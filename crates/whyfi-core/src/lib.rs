//! Probe orchestration and metrics engine behind the `whyfi` CLI.
//!
//! The crate periodically measures the local gateway, the public internet
//! and DNS resolution, keeps bounded history, and turns the latest state
//! into prioritized diagnostic suggestions:
//!
//! - **[`Monitor`]** — Central handle. [`refresh()`](Monitor::refresh) runs
//!   one cycle (three probes concurrently, then a single atomic snapshot
//!   publish); [`start()`](Monitor::start) spawns the auto-refresh loop;
//!   [`run_speed_test()`](Monitor::run_speed_test) runs an on-demand
//!   throughput test. Overlapping requests are dropped, not queued.
//!
//! - **[`ProcessRunner`]** — Child-process execution with streamed output
//!   capture, timeout enforcement and exactly-once resolution. Every outcome
//!   is a [`ProcessOutput`] value; nothing here returns `Err`.
//!
//! - **Probes** ([`probe`]) — `ping`, `dig`, `networkQuality` and routing
//!   table adapters that parse command output into typed results.
//!
//! - **[`MetricsStore`]** — Fixed-capacity history with average, jitter and
//!   loss derived on every read.
//!
//! - **Suggestions** ([`suggest`]) — Pure rules mapping a [`Snapshot`] and
//!   [`Thresholds`] to [`Suggestion`]s, most severe first.

mod busy;
pub mod config;
pub mod error;
pub mod model;
pub mod monitor;
pub mod probe;
pub mod process;
pub mod snapshot;
pub mod source;
pub mod store;
pub mod suggest;

#[cfg(test)]
#[allow(clippy::unwrap_used)]
mod testing;

// ── Primary re-exports ──────────────────────────────────────────────
pub use config::{CommandPaths, MonitorConfig, SignalThresholds, Thresholds, Tiers};
pub use error::{CoreError, ProcessError};
pub use monitor::{Monitor, RefreshOutcome};
pub use process::{CommandRunner, CommandSpec, ProcessOutput, ProcessRunner};
pub use snapshot::Snapshot;
pub use source::{DisconnectedWifi, GatewaySource, StaticGateway, StaticWifi, WifiSource};
pub use store::{LatencyPoint, MetricsStore, SignalSample, SignalStats};

pub use model::{
    DnsResult, NetworkStatus, ProbeKind, ProbeResult, Quality, ResponsivenessClass, Severity,
    SignalQuality, SpeedTestError, SpeedTestResult, Suggestion, SuggestionKind, WifiBand,
    WifiInfo,
};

-------

WHAT YOU WILL DO:
Pull every line containing the word "history" out of the material.

ANSWER FOR THE TASK:
//! and DNS resolution, keeps bounded history, and turns the latest state
//! - **[`MetricsStore`]** — Fixed-capacity history with average, jitter and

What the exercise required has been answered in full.